YOUR ASSIGNMENT: From the records below, please return each line that holds the word "level".
-*-*-
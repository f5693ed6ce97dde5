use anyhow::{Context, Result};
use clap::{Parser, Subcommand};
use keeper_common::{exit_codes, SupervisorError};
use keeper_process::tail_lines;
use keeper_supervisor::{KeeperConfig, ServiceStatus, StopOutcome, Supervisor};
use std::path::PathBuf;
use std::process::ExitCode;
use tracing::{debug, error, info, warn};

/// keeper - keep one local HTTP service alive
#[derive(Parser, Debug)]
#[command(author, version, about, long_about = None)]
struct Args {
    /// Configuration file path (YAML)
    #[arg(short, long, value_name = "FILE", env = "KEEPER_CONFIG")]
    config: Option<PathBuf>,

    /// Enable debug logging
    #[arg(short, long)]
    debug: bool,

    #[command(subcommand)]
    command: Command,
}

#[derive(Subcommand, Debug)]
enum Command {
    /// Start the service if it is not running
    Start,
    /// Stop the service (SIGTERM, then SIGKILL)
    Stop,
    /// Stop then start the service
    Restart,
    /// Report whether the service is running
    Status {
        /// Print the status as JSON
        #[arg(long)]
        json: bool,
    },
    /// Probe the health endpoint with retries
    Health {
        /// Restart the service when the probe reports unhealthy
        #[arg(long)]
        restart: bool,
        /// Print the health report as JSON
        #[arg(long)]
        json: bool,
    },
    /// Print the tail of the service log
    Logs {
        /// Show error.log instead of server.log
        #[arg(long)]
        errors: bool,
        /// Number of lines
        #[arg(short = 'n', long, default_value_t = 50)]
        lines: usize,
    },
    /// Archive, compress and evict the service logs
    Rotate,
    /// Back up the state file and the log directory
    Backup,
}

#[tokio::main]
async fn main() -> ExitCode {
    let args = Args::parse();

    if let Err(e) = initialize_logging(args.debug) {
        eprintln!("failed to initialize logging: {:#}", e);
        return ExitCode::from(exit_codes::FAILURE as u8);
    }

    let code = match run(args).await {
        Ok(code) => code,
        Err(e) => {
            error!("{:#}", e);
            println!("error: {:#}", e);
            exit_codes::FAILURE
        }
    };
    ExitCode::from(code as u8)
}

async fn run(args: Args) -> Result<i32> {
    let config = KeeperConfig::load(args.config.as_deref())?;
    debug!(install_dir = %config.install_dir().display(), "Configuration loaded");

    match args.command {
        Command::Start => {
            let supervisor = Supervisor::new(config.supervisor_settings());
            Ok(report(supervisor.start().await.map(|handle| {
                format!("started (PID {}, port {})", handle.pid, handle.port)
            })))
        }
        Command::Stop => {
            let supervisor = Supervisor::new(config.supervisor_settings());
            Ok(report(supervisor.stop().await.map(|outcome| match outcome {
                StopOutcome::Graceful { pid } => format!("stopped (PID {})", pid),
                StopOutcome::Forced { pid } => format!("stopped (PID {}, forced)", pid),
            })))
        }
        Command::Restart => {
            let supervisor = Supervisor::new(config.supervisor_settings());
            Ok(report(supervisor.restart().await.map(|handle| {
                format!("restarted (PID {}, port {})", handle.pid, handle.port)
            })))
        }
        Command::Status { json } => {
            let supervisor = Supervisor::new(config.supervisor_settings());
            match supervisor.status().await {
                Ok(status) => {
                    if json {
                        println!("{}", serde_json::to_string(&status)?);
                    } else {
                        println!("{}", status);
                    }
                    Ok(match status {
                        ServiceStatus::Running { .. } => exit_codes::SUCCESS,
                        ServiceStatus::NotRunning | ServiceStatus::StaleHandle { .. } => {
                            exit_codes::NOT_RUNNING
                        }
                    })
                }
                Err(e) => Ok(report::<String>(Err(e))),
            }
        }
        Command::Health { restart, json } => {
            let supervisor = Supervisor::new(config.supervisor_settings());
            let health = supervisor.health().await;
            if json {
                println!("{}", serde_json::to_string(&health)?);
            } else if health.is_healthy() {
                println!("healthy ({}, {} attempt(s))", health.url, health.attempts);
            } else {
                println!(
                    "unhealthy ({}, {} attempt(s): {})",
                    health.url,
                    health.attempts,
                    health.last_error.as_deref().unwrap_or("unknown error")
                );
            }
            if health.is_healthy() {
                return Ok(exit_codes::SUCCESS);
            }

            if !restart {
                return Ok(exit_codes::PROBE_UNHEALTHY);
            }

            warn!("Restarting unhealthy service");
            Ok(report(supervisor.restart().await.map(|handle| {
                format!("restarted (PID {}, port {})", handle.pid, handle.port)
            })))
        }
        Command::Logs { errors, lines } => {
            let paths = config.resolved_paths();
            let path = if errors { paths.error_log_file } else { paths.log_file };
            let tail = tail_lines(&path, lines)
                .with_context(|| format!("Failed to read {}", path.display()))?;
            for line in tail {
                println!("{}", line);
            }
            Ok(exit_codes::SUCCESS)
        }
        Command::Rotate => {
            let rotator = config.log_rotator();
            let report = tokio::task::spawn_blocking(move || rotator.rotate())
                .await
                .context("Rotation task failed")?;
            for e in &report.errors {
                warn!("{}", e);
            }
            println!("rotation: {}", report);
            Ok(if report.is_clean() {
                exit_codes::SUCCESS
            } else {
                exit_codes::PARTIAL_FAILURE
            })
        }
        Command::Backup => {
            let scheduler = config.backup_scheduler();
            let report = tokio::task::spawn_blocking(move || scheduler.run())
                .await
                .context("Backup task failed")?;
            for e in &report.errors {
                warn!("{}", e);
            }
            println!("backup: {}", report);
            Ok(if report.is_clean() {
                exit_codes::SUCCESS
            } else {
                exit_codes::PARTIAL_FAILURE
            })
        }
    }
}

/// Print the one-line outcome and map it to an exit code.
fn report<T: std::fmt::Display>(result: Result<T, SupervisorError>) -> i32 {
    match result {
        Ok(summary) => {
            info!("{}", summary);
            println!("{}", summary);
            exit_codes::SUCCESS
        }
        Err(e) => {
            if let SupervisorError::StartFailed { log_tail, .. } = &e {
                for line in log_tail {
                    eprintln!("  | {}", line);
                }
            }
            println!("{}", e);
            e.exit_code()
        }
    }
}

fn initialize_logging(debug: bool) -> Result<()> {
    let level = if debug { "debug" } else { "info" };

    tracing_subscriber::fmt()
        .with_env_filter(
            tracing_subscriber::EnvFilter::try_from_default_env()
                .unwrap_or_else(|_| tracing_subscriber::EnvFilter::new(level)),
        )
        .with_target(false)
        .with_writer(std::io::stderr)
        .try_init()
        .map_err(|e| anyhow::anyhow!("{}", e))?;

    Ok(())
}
-*-*-
OUTPUT BELOW:
    let level = if debug { "debug" } else { "info" };
                .unwrap_or_else(|_| tracing_subscriber::EnvFilter::new(level)),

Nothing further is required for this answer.